A Spain-based wind turbine OEM has opened a technology centre in Singapore to focus on advanced materials research. Gamesa’s new laboratory begins its work with three important research projects, conducted jointly with the Nanyang Technological University, the National University of Singapore, and the Agency for Science, Technology and Research (A*STAR). Gamesa expects the tech lab to employ more than 30 engineers by 2014.
The partnership with the Nanyang Technological University lets Gamesa conduct research projects on wind turbine blade coatings and methods for incorporating the materials into the company’s manufacturing systems. Along with the National University of Singapore, the company will study methods for monitoring composite materials using embedded sensors and will assess their industrial applications. Meanwhile, in conjunction with the Institute of Materials Research and Engineering (IMRE), a research institute of A*STAR, Gamesa will gauge the performance of turbine blades’ carbon fiber polymers after using nano-reinforcements to strengthen them. Gamesa will explore R&D in manufacturing with the Singapore Institute of Manufacturing Technology (SIMTech), a research institute of A*STAR.
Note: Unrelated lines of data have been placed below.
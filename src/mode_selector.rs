//! Sensor debouncing and animation selection
//!
//! The selector keeps a `locked` sensor state that drives the active
//! animation and a `desired` candidate waiting for its cooldown to run out.
//! Every reading that disagrees with both starts a new cooldown and adds to
//! an instability measure. A steady reading promotes the candidate once the
//! cooldown expires; a sensor that keeps flipping escalates to the decay
//! animation instead.

use embassy_time::Duration;

#[cfg(feature = "esp32-log")]
use esp_println::println;

use crate::animation::AnimationId;
use crate::config::RampConfig;
use crate::sensor::SensorState;

/// Default debounce cooldown
pub const DEFAULT_COOLDOWN: Duration = Duration::from_millis(600);

/// How sensor flips are turned into an escalation decision
#[derive(Debug, Clone, Copy, PartialEq)]
pub enum InstabilityPolicy {
    /// Each flip adds `(1 - remaining / cooldown) * weight` to a score;
    /// exceeding `threshold` escalates.
    Weighted { weight: f32, threshold: f32 },
    /// Each flip counts once; reaching `limit` escalates.
    FlipCount { limit: u8 },
}

impl InstabilityPolicy {
    pub const WEIGHTED: Self = Self::Weighted {
        weight: 45.0,
        threshold: 350.0,
    };

    pub const FLIP_COUNT: Self = Self::FlipCount { limit: 7 };
}

impl Default for InstabilityPolicy {
    fn default() -> Self {
        Self::WEIGHTED
    }
}

/// Configuration for sensor debouncing
#[derive(Debug, Clone, Copy, PartialEq)]
pub struct DebounceConfig {
    /// Time a new reading must hold before it is locked in
    pub cooldown: Duration,
    /// Escalation policy for a flapping sensor
    pub policy: InstabilityPolicy,
}

impl DebounceConfig {
    pub const DEFAULT: Self = Self {
        cooldown: DEFAULT_COOLDOWN,
        policy: InstabilityPolicy::WEIGHTED,
    };
}

impl Default for DebounceConfig {
    fn default() -> Self {
        Self::DEFAULT
    }
}

/// Debounced state machine choosing the active animation
#[derive(Debug, Clone)]
pub struct ModeSelector {
    debounce: DebounceConfig,
    open_animation: AnimationId,
    closed_animation: AnimationId,

    locked: SensorState,
    desired: SensorState,
    countdown_ms: u64,
    instability: f32,
    flips: u8,
    current: AnimationId,
}

impl ModeSelector {
    /// Create a selector locked to the first sensor reading
    ///
    /// An `Unknown` first reading starts on the idle animation and waits for
    /// the sensor to settle.
    pub fn new(initial: SensorState, config: &RampConfig) -> Self {
        let mut selector = Self {
            debounce: config.debounce,
            open_animation: config.open_animation,
            closed_animation: config.closed_animation,
            locked: initial,
            desired: SensorState::Unknown,
            countdown_ms: 0,
            instability: 0.0,
            flips: 0,
            current: AnimationId::Idle,
        };
        selector.current = selector.target(initial);
        selector
    }

    /// Feed one sensor reading
    ///
    /// `elapsed` is the time since the previous call. Returns the animation
    /// to switch to, if any; the caller must reset that animation and clear
    /// the LED buffer before rendering again.
    pub fn evaluate(&mut self, detected: SensorState, elapsed: Duration) -> Option<AnimationId> {
        if detected == SensorState::Unknown {
            return None;
        }
        if detected == self.locked && self.countdown_ms == 0 {
            return None;
        }

        let remaining_ms = self.countdown_ms.saturating_sub(elapsed.as_millis());

        if detected == self.desired {
            self.countdown_ms = remaining_ms;
            if remaining_ms == 0 {
                return Some(self.commit());
            }
            return None;
        }

        self.desired = detected;
        self.countdown_ms = self.debounce.cooldown.as_millis();

        if self.register_flip(remaining_ms) && self.current != AnimationId::Decay {
            #[cfg(feature = "esp32-log")]
            println!(
                "[ModeSelector.evaluate] sensor unstable (score {:?}, flips {:?}), switching to decay",
                self.instability, self.flips
            );
            self.current = AnimationId::Decay;
            return Some(AnimationId::Decay);
        }

        None
    }

    /// Lock in the pending candidate and pick its animation
    fn commit(&mut self) -> AnimationId {
        self.locked = self.desired;
        self.desired = SensorState::Unknown;
        self.countdown_ms = 0;
        self.instability = 0.0;
        self.flips = 0;
        self.current = self.target(self.locked);

        #[cfg(feature = "esp32-log")]
        println!(
            "[ModeSelector.commit] sensor settled at {:?}, switching to {:?}",
            self.locked,
            self.current.as_str()
        );

        self.current
    }

    /// Account for a genuine flip
    ///
    /// Returns `true` when the sensor is considered unstable.
    #[allow(clippy::cast_precision_loss)]
    fn register_flip(&mut self, remaining_ms: u64) -> bool {
        self.flips = self.flips.saturating_add(1);

        match self.debounce.policy {
            InstabilityPolicy::Weighted { weight, threshold } => {
                let cooldown_ms = self.debounce.cooldown.as_millis().max(1);
                let remaining = remaining_ms.min(cooldown_ms) as f32 / cooldown_ms as f32;
                self.instability += (1.0 - remaining) * weight;
                self.instability > threshold
            }
            InstabilityPolicy::FlipCount { limit } => self.flips >= limit,
        }
    }

    /// Animation matching a locked sensor state
    const fn target(&self, state: SensorState) -> AnimationId {
        match state {
            SensorState::Open => self.open_animation,
            SensorState::Closed => self.closed_animation,
            SensorState::Unknown => AnimationId::Idle,
        }
    }

    /// Sensor state currently driving the animation
    pub const fn locked(&self) -> SensorState {
        self.locked
    }

    /// Candidate state waiting for its cooldown
    pub const fn desired(&self) -> SensorState {
        self.desired
    }

    /// Cooldown left before `desired` is locked in
    pub const fn countdown(&self) -> Duration {
        Duration::from_millis(self.countdown_ms)
    }

    /// Weighted instability score accumulated since the last lock
    pub const fn instability(&self) -> f32 {
        self.instability
    }

    /// Genuine flips seen since the last lock
    pub const fn flips(&self) -> u8 {
        self.flips
    }

    /// Animation most recently selected
    pub const fn current(&self) -> AnimationId {
        self.current
    }
}
mod sequence;

use smart_leds::RGB8;
pub use sequence::{ColorSequence, EMBER_SEQUENCE};

pub type Rgb = RGB8;

/// Fully dark pixel
pub const BLACK: Rgb = Rgb { r: 0, g: 0, b: 0 };

/// Create an RGB color from a u32 value (0xRRGGBB format)
pub const fn rgb_from_u32(color: u32) -> Rgb {
    Rgb {
        r: ((color >> 16) & 0xFF) as u8,
        g: ((color >> 8) & 0xFF) as u8,
        b: (color & 0xFF) as u8,
    }
}
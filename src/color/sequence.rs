//! Color sequence table shared by every animation
//!
//! A sequence is a fixed, ordered list of colors running from the brightest
//! entry down to black. Animations address it by index, either forward or
//! mirrored (`len - 1 - i`).

use super::{BLACK, Rgb, rgb_from_u32};

/// Create a color table from a list of hex colors (0xRRGGBB format)
macro_rules! hex_sequence {
    ($($color:expr),* $(,)?) => {
        [
            $(rgb_from_u32($color)),*
        ]
    };
}

const EMBER_LEN: usize = 16;

// Warm-to-black gradient: white-hot, amber, red, ember, then dark tail
#[allow(clippy::unreadable_literal)]
const EMBER_COLORS: [Rgb; EMBER_LEN] = hex_sequence![
    0xFFF0C0, // White-hot
    0xFFD060, // Pale yellow
    0xFFA020, // Amber
    0xFF7800, // Orange
    0xF05000, // Deep orange
    0xD03000, // Red-orange
    0xA81800, // Red
    0x800C00, // Dark red
    0x580600, // Ember
    0x300200, // Dim ember
    0x180100, // Glow
    0x080000, // Faint glow
    0x000000, // Black tail
    0x000000,
    0x000000,
    0x000000,
];

/// Default warm-to-black sequence
pub const EMBER_SEQUENCE: ColorSequence = ColorSequence::new(&EMBER_COLORS);

/// Read-only view over a color table
#[derive(Debug, Clone, Copy)]
pub struct ColorSequence {
    colors: &'static [Rgb],
}

impl ColorSequence {
    /// Wrap a static color table
    ///
    /// The table must not be empty.
    pub const fn new(colors: &'static [Rgb]) -> Self {
        Self { colors }
    }

    /// Number of entries (`M`)
    pub const fn len(&self) -> usize {
        self.colors.len()
    }

    pub const fn is_empty(&self) -> bool {
        self.colors.is_empty()
    }

    /// Color at `index`, wrapped into the table
    pub fn get(&self, index: usize) -> Rgb {
        if self.colors.is_empty() {
            return BLACK;
        }
        self.colors[index % self.colors.len()]
    }

    /// Color at the mirrored position `len - 1 - index`
    pub fn mirrored(&self, index: usize) -> Rgb {
        let len = self.colors.len();
        if len == 0 {
            return BLACK;
        }
        self.colors[len - 1 - (index % len)]
    }

    /// Terminal entry of the table, black for well-formed sequences
    pub fn last(&self) -> Rgb {
        self.colors.last().copied().unwrap_or(BLACK)
    }

    pub fn as_slice(&self) -> &'static [Rgb] {
        self.colors
    }
}

impl Default for ColorSequence {
    fn default() -> Self {
        EMBER_SEQUENCE
    }
}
“We are determined to offer the best solutions for generating wind energy,” says Gamesa Chairman Jorge Calvet at the facility’s opening ceremony. “Our alliance with these institutions will help us to remain at the forefront of advanced materials research, a field in which our new partners are likewise a global benchmark.”
According to Gamesa Chief Technology Officer José Antonio Malumbres, “These agreements offer potential for improving the reliability, efficiency, and availability of our wind turbines and, by extension, their cost of energy. We have found the ideal partners for this journey, and together we will remain at the cutting edge of the industry”.
Mr Yeoh Keat Chuan, Assistant Managing Director of the Singapore Economic Development Board, said “We are pleased that Gamesa has decided to establish its advanced materials R&D centre in Singapore. This reflects well on Singapore’s strengths as a location for wind energy research, namely our strong R&D infrastructure, skilled cosmopolitan workforce and favourable intellectual property protection. Gamesa can also leverage complementary capabilities from industry clusters such as aerospace and offshore marine engineering, to accelerate the commercialisation of new technologies and applications.”
Added Mr Lim Chuan Poh, Chairman of A*STAR,“By anchoring R&D activities here, Gamesa will have numerous opportunities to engage in many meaningful and impactful research collaborations with A*STAR, NUS, and NTU. Singapore has invested steadily in and developed systematically the R&D capabilities and infrastructure in the public sector over the last 20 years and we welcome the business sector to fully leverage on these capabilities. This is part of Singapore’s strategy to become a global R&D hub and Asia’s Innovation Capital”.
“A*STAR through its research institutes will contribute integrated and relevant expertise in clean energy technology to participate actively in Gamesa’s future growth. For example, our expertise in nanocomposite and polymer materials can be applied to strengthen the turbine blades and provide robust coatings to protect structures from the ravages of harsh environments”, said Prof Andy Hor, Executive Director of IMRE.
The new tech lab in Singapore is part of Gamesa’s strategy for becoming a global standard-bearer in lowering turbines’ cost of energy (COE), based on the reliability, efficiency and availability of its current and future catalogue of products and services.
Gamesa plans to cut its customers’ cost of energy by 20% through 2013 and by 30% through 2015 by introducing new products (five onshore and offshore turbine systems) and developing new applied technologies, maintenance improvements, etc.
The company’s commitment to R&D calls for boosting engineering hours (to 1.5 million hours per year) and doubling its number of R&D staff through 2013.